De um lado, essa tecnologia digital viabilizou modelos de negócios disruptivos, com vantagens inusitadas e excepcionais. Dentre elas, destacamos as plataformas tecnológicas (tais como Uber e Airbnb) e os marketplaces (tal como Amazon).

Por outro lado, surgem efeitos colaterais. Por atuarem em distintos países do planeta, de forma transfronteiriça, os novos modelos de negócios estão submetidos  simultaneamente  a diversos ordenamentos jurídicos e jurisdições. Todavia, os proprietários das plataformas tecnológicas e marketplaces desconsideram as consequências decorrentes da transnacionalidade e, simplesmente, impõem um tratamento uniforme a todos, com base  exclusivamente  nas próprias autorregulamentações. Desse modo, esses negócios disruptivos geram uma renda exorbitante para si, em detrimento dos agentes envolvidos.
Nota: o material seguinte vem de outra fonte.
// SPDX-License-Identifier: MIT
//! Palette generation — six named color tokens from a seed, mode and mood.
//!
//! The generator samples neutrals (bg, surface) around a mood-specific
//! hue, picks an independent primary hue and an offset accent hue, and
//! pins text to a fixed near-black or near-white so the default output
//! already clears the contrast target. Muted is a mix of text and bg.
//!
//! Individually locked tokens are copied from the previous palette after
//! sampling. The group-level palette lock is the caller's business: a
//! locked palette must not reach [`generate_palette`] at all.

use std::fmt;
use std::str::FromStr;

use serde::{Deserialize, Serialize};
use seedtone_color::Rgb;
use tracing::debug;

use crate::mood::{Mode, Mood, ParseNameError, rules};
use crate::rng::Mulberry32;

/// Text on light backgrounds.
pub const TEXT_ON_LIGHT: Rgb = Rgb::from_u32(0x0b0f1a);

/// Text on dark backgrounds.
pub const TEXT_ON_DARK: Rgb = Rgb::from_u32(0xeaf0ff);

// ---------------------------------------------------------------------------
// Token
// ---------------------------------------------------------------------------

/// One of the six palette slots.
#[derive(Debug, Clone, Copy, PartialEq, Eq, Hash, Serialize, Deserialize)]
#[serde(rename_all = "lowercase")]
pub enum Token {
    Bg,
    Surface,
    Text,
    Muted,
    Primary,
    Accent,
}

impl Token {
    /// All tokens, in export order.
    pub const ALL: [Self; 6] = [
        Self::Bg,
        Self::Surface,
        Self::Text,
        Self::Muted,
        Self::Primary,
        Self::Accent,
    ];

    /// Short key used in CSS variables and on the wire.
    #[must_use]
    pub const fn as_str(self) -> &'static str {
        match self {
            Self::Bg => "bg",
            Self::Surface => "surface",
            Self::Text => "text",
            Self::Muted => "muted",
            Self::Primary => "primary",
            Self::Accent => "accent",
        }
    }

    /// Human-facing name.
    #[must_use]
    pub const fn label(self) -> &'static str {
        match self {
            Self::Bg => "background",
            _ => self.as_str(),
        }
    }
}

impl fmt::Display for Token {
    fn fmt(&self, f: &mut fmt::Formatter<'_>) -> fmt::Result {
        f.write_str(self.as_str())
    }
}

impl FromStr for Token {
    type Err = ParseNameError;

    fn from_str(s: &str) -> Result<Self, Self::Err> {
        let needle = s.trim();
        Self::ALL
            .into_iter()
            .find(|t| t.as_str().eq_ignore_ascii_case(needle) || t.label().eq_ignore_ascii_case(needle))
            .ok_or_else(|| {
                ParseNameError::new("token", s, "bg, surface, text, muted, primary, accent")
            })
    }
}

// ---------------------------------------------------------------------------
// Palette
// ---------------------------------------------------------------------------

/// A complete six-token palette. Every slot is always populated.
///
/// Deserialization validates each value as `#rrggbb` and normalizes case,
/// so a `Palette` obtained from anywhere is already well-formed.
#[derive(Debug, Clone, Copy, PartialEq, Eq, Hash, Serialize, Deserialize)]
pub struct Palette {
    pub bg: Rgb,
    pub surface: Rgb,
    pub text: Rgb,
    pub muted: Rgb,
    pub primary: Rgb,
    pub accent: Rgb,
}

impl Default for Palette {
    /// The pre-generation placeholder: a dark navy scheme.
    fn default() -> Self {
        Self {
            bg: Rgb::from_u32(0x0b1020),
            surface: Rgb::from_u32(0x101a33),
            text: Rgb::from_u32(0xe8efff),
            muted: Rgb::from_u32(0xb8c2dd),
            primary: Rgb::from_u32(0x3b82f6),
            accent: Rgb::from_u32(0x22d3ee),
        }
    }
}

impl Palette {
    #[must_use]
    pub const fn get(&self, token: Token) -> Rgb {
        match token {
            Token::Bg => self.bg,
            Token::Surface => self.surface,
            Token::Text => self.text,
            Token::Muted => self.muted,
            Token::Primary => self.primary,
            Token::Accent => self.accent,
        }
    }

    pub const fn set(&mut self, token: Token, color: Rgb) {
        match token {
            Token::Bg => self.bg = color,
            Token::Surface => self.surface = color,
            Token::Text => self.text = color,
            Token::Muted => self.muted = color,
            Token::Primary => self.primary = color,
            Token::Accent => self.accent = color,
        }
    }

    /// A copy with one token replaced.
    #[must_use]
    pub const fn with(mut self, token: Token, color: Rgb) -> Self {
        self.set(token, color);
        self
    }

    /// `(token, color)` pairs in export order.
    pub fn iter(&self) -> impl Iterator<Item = (Token, Rgb)> + '_ {
        Token::ALL.into_iter().map(|t| (t, self.get(t)))
    }
}

// ---------------------------------------------------------------------------
// TokenLocks
// ---------------------------------------------------------------------------

/// Per-token lock flags. A locked token keeps its previous value across
/// regeneration even when the palette as a whole is unlocked.
#[derive(Debug, Clone, Copy, PartialEq, Eq, Default, Serialize, Deserialize)]
#[serde(default)]
#[allow(clippy::struct_excessive_bools)]
pub struct TokenLocks {
    pub bg: bool,
    pub surface: bool,
    pub text: bool,
    pub muted: bool,
    pub primary: bool,
    pub accent: bool,
}

impl TokenLocks {
    #[must_use]
    pub const fn get(&self, token: Token) -> bool {
        match token {
            Token::Bg => self.bg,
            Token::Surface => self.surface,
            Token::Text => self.text,
            Token::Muted => self.muted,
            Token::Primary => self.primary,
            Token::Accent => self.accent,
        }
    }

    pub const fn set(&mut self, token: Token, locked: bool) {
        match token {
            Token::Bg => self.bg = locked,
            Token::Surface => self.surface = locked,
            Token::Text => self.text = locked,
            Token::Muted => self.muted = locked,
            Token::Primary => self.primary = locked,
            Token::Accent => self.accent = locked,
        }
    }

    /// Flip one lock and return its new state.
    pub const fn toggle(&mut self, token: Token) -> bool {
        let next = !self.get(token);
        self.set(token, next);
        next
    }

    #[must_use]
    pub fn any(&self) -> bool {
        Token::ALL.into_iter().any(|t| self.get(t))
    }
}

// ---------------------------------------------------------------------------
// Generation
// ---------------------------------------------------------------------------

/// The RNG key for palette generation. Distinct from the font key so the
/// two streams never interfere.
#[must_use]
pub fn palette_key(seed: &str, mode: Mode, mood: Mood) -> String {
    format!("{seed}|palette|{mode}|{mood}")
}

/// Generate a palette. Pure: the same arguments always give the same output.
///
/// Tokens flagged in `locks` are copied from `previous`.
#[must_use]
pub fn generate_palette(
    seed: &str,
    mode: Mode,
    mood: Mood,
    previous: &Palette,
    locks: &TokenLocks,
) -> Palette {
    let mut rng = Mulberry32::from_key(&palette_key(seed, mode, mood));
    let r = rules(mood, mode);

    // Draw order is part of the output contract; do not reorder.
    let neutral_hue = f64::from(r.neutral_hue.resolve(&mut rng));
    let neutral_sat = r.neutral_sat.sample(&mut rng);

    let bg = Rgb::from_hsl(neutral_hue, f64::from(neutral_sat), f64::from(r.bg_l.sample(&mut rng)));
    let surface_sat = neutral_sat + rng.int_in(0, 8);
    let surface = Rgb::from_hsl(
        neutral_hue,
        f64::from(surface_sat),
        f64::from(r.surface_l.sample(&mut rng)),
    );

    let base_hue = r.primary_hue.sample(&mut rng);
    let accent_hue = (base_hue + r.accent_hue_offset.sample(&mut rng)) % 360;

    let primary_sat = r.primary_sat.sample(&mut rng);
    let primary_l = r.primary_l.sample(&mut rng);
    let primary = Rgb::from_hsl(f64::from(base_hue), f64::from(primary_sat), f64::from(primary_l));

    let accent_sat = r.accent_sat.sample(&mut rng);
    let accent_l = r.accent_l.sample(&mut rng);
    let accent = Rgb::from_hsl(f64::from(accent_hue), f64::from(accent_sat), f64::from(accent_l));

    let text = if mode.is_dark() { TEXT_ON_DARK } else { TEXT_ON_LIGHT };
    let muted = text.mix(bg, r.muted_mix);

    let mut out = Palette {
        bg,
        surface,
        text,
        muted,
        primary,
        accent,
    };
    for token in Token::ALL {
        if locks.get(token) {
            out.set(token, previous.get(token));
        }
    }

    debug!(seed, %mode, %mood, base_hue, accent_hue, "generated palette");
    out
}

// ---------------------------------------------------------------------------
// Tests
// ---------------------------------------------------------------------------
Além disso, deixam de oferecer um standard mínimo protetivo aos profissionais e aos consumidores.

Ora, para harmonizar esse complexo de interesses, concretizando a função social desses modelos de negócios disruptivos, é impossível a adoção de uma solução simplista.

Entretanto, curiosamente, esse cenário intrincado  provocado por questões transnacionais  é familiar. Trata-se de um verdadeiro déjà vu, déjà connu.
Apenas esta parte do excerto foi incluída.